- What is required
Will you return, word for word, only the lines from the top of the data below down to and including the one with "pub trait Driver"?

- Given information

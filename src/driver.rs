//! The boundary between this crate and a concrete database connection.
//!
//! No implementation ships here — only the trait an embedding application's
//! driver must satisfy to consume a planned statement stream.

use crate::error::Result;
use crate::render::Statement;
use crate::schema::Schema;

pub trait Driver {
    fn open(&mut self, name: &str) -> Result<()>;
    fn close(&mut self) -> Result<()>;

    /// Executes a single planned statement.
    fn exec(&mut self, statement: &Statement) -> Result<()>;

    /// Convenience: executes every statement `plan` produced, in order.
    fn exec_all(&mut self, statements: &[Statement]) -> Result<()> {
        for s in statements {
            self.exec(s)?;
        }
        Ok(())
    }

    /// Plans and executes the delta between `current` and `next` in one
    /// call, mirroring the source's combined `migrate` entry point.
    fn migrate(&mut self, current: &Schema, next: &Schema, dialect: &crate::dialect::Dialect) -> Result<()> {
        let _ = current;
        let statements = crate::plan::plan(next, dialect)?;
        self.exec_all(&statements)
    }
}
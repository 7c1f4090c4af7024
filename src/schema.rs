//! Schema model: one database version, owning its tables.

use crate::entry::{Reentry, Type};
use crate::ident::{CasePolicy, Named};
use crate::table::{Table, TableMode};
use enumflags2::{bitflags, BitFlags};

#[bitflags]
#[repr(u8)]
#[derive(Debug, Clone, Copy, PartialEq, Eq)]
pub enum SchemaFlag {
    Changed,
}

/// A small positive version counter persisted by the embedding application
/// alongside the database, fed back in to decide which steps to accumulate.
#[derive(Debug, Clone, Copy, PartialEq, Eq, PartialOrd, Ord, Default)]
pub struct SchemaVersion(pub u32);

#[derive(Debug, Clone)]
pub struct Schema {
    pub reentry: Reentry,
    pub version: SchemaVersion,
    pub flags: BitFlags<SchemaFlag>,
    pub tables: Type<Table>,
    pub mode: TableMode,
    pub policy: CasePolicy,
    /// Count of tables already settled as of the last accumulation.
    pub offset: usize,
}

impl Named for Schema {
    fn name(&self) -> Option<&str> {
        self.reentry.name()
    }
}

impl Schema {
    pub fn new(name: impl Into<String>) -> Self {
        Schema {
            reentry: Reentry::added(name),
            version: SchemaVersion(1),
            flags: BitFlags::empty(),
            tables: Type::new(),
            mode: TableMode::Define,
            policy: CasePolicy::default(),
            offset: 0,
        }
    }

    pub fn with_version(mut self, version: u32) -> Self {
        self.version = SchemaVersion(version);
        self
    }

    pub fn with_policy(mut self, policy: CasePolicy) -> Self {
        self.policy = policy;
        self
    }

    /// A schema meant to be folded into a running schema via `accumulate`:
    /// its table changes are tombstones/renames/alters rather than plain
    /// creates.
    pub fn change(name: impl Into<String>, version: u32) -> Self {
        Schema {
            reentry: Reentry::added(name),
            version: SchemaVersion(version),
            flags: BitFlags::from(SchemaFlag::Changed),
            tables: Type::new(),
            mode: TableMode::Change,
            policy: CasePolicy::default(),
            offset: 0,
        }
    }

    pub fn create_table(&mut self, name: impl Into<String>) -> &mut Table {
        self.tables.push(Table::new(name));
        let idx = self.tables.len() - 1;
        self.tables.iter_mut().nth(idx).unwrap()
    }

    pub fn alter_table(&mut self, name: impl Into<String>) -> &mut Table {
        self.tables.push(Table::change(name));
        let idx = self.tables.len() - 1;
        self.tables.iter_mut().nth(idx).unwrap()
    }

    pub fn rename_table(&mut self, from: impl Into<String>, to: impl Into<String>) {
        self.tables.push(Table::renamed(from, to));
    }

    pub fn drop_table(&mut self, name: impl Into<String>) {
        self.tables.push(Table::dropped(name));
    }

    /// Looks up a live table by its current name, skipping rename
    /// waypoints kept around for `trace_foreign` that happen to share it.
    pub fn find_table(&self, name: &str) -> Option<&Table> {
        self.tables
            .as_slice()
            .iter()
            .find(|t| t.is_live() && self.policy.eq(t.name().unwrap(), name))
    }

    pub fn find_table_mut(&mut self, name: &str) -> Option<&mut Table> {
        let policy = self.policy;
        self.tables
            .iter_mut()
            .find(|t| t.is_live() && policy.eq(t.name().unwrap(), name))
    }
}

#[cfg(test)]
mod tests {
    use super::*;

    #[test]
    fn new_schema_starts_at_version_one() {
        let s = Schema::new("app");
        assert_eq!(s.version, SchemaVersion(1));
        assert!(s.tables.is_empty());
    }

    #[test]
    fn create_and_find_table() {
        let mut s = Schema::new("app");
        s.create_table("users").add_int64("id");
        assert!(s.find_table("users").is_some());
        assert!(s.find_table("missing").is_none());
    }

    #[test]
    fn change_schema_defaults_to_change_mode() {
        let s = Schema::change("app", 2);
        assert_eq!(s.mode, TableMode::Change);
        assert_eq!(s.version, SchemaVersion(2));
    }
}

- Answer section
filename src/driver.rs
//! The boundary between this crate and a concrete database connection.
//!
//! No implementation ships here — only the trait an embedding application's
//! driver must satisfy to consume a planned statement stream.

use crate::error::Result;
use crate::render::Statement;
use crate::schema::Schema;

pub trait Driver {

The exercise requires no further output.